# Provided data

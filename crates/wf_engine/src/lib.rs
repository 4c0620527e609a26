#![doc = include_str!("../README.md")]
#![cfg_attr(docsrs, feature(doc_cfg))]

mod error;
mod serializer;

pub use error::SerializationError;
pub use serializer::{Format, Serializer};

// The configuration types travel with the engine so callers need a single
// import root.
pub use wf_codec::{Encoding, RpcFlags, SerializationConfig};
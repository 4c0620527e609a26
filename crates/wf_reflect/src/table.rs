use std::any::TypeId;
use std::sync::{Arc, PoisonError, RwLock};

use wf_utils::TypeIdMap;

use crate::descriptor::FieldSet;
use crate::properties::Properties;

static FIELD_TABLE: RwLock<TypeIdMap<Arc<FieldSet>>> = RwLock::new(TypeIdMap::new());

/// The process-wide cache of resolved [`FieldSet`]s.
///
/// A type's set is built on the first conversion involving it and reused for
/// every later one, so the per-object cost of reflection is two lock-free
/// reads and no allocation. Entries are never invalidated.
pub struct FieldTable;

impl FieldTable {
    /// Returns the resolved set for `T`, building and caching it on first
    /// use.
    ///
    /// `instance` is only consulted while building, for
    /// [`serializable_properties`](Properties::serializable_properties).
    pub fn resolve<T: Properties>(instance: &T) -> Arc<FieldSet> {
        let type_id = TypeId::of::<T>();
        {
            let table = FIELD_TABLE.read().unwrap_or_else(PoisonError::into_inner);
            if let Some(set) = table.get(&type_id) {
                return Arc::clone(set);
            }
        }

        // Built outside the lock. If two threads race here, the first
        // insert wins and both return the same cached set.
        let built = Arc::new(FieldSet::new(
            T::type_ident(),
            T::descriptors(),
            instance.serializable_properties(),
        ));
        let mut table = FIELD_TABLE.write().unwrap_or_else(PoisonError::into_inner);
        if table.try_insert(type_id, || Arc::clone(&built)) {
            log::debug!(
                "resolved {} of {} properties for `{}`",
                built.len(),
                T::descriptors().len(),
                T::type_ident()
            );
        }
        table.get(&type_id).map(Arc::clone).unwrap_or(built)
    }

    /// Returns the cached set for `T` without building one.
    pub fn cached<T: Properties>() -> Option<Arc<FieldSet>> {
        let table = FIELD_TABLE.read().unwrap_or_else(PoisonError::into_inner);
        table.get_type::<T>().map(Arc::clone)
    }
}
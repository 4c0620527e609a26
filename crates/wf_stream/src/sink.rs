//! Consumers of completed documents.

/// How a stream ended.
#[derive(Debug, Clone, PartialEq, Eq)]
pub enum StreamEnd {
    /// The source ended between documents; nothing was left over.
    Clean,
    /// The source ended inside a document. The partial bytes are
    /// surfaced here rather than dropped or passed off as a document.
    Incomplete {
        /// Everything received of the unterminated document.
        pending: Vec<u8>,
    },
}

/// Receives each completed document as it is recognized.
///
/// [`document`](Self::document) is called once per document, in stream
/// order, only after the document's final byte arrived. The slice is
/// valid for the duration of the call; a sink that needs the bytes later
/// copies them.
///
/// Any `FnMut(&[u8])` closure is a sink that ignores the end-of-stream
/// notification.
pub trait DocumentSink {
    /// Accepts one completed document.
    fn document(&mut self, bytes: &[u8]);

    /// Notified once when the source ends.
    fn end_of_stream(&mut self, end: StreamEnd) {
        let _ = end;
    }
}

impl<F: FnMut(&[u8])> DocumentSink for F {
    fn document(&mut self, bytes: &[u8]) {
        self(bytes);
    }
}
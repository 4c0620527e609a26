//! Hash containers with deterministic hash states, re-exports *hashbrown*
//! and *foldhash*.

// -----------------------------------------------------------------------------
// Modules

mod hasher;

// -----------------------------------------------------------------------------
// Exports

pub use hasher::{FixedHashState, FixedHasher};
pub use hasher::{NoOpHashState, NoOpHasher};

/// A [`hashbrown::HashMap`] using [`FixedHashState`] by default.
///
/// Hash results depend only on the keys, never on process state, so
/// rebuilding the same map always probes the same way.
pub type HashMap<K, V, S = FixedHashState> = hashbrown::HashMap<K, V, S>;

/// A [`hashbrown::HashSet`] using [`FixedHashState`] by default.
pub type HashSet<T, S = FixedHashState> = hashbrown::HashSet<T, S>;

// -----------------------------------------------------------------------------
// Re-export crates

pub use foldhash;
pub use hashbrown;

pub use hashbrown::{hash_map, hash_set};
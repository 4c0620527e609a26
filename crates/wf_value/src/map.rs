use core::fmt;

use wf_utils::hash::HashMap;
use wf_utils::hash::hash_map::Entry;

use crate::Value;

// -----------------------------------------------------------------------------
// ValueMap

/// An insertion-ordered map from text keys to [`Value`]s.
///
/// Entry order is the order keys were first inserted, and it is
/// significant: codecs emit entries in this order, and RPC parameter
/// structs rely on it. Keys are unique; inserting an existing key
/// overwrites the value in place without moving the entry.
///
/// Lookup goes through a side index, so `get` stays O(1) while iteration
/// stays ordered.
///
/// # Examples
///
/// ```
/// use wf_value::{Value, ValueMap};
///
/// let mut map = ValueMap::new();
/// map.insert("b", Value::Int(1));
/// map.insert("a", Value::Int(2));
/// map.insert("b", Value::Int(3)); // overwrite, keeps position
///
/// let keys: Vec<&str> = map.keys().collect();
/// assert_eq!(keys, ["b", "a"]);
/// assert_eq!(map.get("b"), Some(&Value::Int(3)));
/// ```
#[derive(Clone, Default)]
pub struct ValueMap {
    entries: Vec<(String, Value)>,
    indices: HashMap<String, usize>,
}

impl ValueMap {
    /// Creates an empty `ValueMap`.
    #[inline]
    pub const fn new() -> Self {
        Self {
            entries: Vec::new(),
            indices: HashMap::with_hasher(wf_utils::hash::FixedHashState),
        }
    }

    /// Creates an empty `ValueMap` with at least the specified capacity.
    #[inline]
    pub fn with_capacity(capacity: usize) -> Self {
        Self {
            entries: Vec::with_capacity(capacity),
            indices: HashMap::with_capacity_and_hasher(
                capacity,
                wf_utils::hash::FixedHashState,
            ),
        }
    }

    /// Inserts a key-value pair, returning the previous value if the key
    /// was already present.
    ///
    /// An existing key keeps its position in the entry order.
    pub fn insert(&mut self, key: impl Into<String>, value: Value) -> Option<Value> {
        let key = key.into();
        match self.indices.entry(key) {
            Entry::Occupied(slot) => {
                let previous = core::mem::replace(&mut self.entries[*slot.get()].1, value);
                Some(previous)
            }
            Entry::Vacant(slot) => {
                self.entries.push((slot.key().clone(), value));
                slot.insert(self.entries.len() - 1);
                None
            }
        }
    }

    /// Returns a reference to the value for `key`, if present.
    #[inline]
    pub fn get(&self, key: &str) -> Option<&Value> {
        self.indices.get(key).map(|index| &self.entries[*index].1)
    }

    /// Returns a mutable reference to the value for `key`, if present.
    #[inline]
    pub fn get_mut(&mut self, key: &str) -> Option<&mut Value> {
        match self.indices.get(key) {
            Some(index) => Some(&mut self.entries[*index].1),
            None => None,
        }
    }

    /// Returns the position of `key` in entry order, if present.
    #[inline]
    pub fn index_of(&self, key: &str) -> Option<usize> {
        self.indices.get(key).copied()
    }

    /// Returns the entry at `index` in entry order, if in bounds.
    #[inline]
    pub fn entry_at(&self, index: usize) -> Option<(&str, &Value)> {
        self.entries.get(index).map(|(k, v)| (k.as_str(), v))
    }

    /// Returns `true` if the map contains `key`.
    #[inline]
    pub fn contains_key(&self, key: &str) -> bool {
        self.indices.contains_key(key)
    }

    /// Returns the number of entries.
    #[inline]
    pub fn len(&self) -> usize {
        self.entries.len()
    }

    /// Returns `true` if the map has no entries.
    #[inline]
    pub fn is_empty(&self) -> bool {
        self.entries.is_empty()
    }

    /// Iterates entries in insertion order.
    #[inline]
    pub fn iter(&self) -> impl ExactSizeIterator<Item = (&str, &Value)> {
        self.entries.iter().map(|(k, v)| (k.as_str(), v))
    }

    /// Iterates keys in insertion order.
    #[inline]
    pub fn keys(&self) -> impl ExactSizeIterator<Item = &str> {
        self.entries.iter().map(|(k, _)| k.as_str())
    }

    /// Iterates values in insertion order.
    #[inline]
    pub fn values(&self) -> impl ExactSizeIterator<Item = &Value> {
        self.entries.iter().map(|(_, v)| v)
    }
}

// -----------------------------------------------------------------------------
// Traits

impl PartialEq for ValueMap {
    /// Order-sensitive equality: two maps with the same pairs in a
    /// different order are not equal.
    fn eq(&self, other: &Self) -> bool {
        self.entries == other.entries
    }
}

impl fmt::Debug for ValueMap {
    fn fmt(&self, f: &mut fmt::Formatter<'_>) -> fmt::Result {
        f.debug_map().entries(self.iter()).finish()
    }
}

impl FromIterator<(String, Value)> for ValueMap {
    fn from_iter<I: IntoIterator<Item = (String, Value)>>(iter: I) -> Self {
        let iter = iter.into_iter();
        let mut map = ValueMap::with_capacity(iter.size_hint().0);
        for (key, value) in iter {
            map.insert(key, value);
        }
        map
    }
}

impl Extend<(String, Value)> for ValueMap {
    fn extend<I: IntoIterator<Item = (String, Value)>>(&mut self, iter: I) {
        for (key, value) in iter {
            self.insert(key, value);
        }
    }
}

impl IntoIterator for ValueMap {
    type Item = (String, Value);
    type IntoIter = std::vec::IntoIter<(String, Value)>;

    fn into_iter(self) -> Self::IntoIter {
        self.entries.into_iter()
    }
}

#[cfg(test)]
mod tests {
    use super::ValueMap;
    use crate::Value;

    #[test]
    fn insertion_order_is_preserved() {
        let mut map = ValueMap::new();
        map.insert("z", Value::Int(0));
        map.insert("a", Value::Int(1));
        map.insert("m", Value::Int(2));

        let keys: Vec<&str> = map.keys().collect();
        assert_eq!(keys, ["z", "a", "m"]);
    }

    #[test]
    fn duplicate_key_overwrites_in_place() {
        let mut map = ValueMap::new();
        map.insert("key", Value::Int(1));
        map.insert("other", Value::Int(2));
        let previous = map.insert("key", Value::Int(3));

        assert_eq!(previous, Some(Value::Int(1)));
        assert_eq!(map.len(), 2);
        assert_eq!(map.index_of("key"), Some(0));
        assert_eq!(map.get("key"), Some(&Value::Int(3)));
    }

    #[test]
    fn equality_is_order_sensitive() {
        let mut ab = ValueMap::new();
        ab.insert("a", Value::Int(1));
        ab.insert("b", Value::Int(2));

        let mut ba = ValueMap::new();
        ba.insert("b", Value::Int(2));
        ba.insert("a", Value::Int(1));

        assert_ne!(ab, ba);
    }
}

# Aim of the task
Could you restate word for word the lines above from the one containing "mod hasher;" through the one containing "process state, so", both included, and nothing else?

# Problem solution
mod hasher;

// -----------------------------------------------------------------------------
// Exports

pub use hasher::{FixedHashState, FixedHasher};
pub use hasher::{NoOpHashState, NoOpHasher};

/// A [`hashbrown::HashMap`] using [`FixedHashState`] by default.
///
/// Hash results depend only on the keys, never on process state, so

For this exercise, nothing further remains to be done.